Seth Swirsky: Songs From The Green Couch (2022)

Here's another fantastic 2022 release that quietly slipped out, but I came across on a recent trowl through Bandcamp.

I originally discovered L.A. musician Seth Swirsky as one half of retro-power-pop act The Red Button (who I'd been turned on to because his partner in that act happened to have gone to my high school). Songs From The Green Couch is his fourth solo LP, and his solo work continues to place him among fine acts like Wondermints and Linus of Hollywood, bands who mine the strain of 60s pop rooted in Pet Sounds and Sgt. Pepper, sprouted into light psyche and sunshine pop reminiscent of the Zombies' Odessey & Oracle and the Millennium's Begin.

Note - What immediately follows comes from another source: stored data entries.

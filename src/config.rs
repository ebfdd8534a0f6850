//! Hardware and timing configuration for the clicker
//! Coin-cell handheld with six buttons, one LP5813 lighting driver and a piezo

use embassy_time::Duration;

// ===================================================================
// Button Gesture Timing
// ===================================================================

pub const LONG_PRESS_THRESHOLD_MS: u64 = 2000; // Hold time for a long press
pub const LONG_PRESS_THRESHOLD_ON_WAKE_MS: u64 = 1500; // Wake press started before boot finished

// ===================================================================
// Queue Depths
// ===================================================================

pub const LED_COMMAND_QUEUE_DEPTH: usize = 4;
pub const SPEAKER_COMMAND_QUEUE_DEPTH: usize = 4;
pub const BUTTON_EVENT_QUEUE_DEPTH: usize = 8;

// ===================================================================
// LP5813 Lighting Driver
// ===================================================================

pub const LP5813_I2C_ADDR: u8 = 0x16; // Base address; the top 2 register bits are OR'ed in
pub const LP5813_BOOST_SETTLE_MS: u32 = 1; // Boost converter start-up (datasheet)
pub const MAX_LED_CURRENT_FRACTION: u8 = 0x2F; // Fraction (0..255) of the global max current
pub const PATTERN_UNIT_MS: u64 = 540; // On/off or fade time of Flash and Breathe

// ===================================================================
// Speaker
// ===================================================================

pub const SPEAKER_RESONANT_FREQUENCY_HZ: u32 = 4100; // Piezo resonance (datasheet)

// ===================================================================
// Battery Sense
// ===================================================================

pub const BATTERY_SAMPLE_INTERVAL_S: u64 = 30;
pub const BATTERY_OVERSAMPLING: u8 = 8; // Raw conversions averaged per sample
pub const BATTERY_HISTORY_LEN: usize = 8; // Samples in the running average
pub const BATTERY_REPORT_INTERVAL_S: u64 = 30; // Transport battery level refresh

// ===================================================================
// Runtime Configuration
// ===================================================================

/// Gesture thresholds used by the button sequencer
#[derive(Debug, Clone, Copy, PartialEq, Eq)]
pub struct ButtonConfig {
    pub long_press: Duration,
    /// Used when the engine starts with a button already held
    pub long_press_on_wake: Duration,
}

impl Default for ButtonConfig {
    fn default() -> Self {
        Self {
            long_press: Duration::from_millis(LONG_PRESS_THRESHOLD_MS),
            long_press_on_wake: Duration::from_millis(LONG_PRESS_THRESHOLD_ON_WAKE_MS),
        }
    }
}

/// Sampling cadence of the battery sampler
#[derive(Debug, Clone, Copy, PartialEq, Eq)]
pub struct BatteryConfig {
    pub interval: Duration,
    pub oversampling: u8,
}

impl Default for BatteryConfig {
    fn default() -> Self {
        Self {
            interval: Duration::from_secs(BATTERY_SAMPLE_INTERVAL_S),
            oversampling: BATTERY_OVERSAMPLING,
        }
    }
}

So all that name-checking should let you know what's in store here. Swirsky conjures some surprisingly sophisticated baroque pop: Opener "Sunny Day" is a dense, complex suite with shades of the Moody Blues, and "Dead" is similarly intricate, a bit more Lennon-esque. Other tunes, like "I Don't Wanna Lose You" are more straightforward power pop that remind me of his Red Button work. But the album overall seems less built around stand-alone pop tracks, instead building a cohesive whole, an album you want to take in in a single sitting as it traverses various strains of 60s-infused gentle pop.

(Swirsky is also an example of an artist where I need to separate the music from the persona; he used to be active on Twitter, with some egregious right wing bile that seemed at stark odds with the good-natured sunshine of his artistry; but I think he's since quieted down, at least publicly.)

You can buy this (and his earlier albums) on Bandcamp.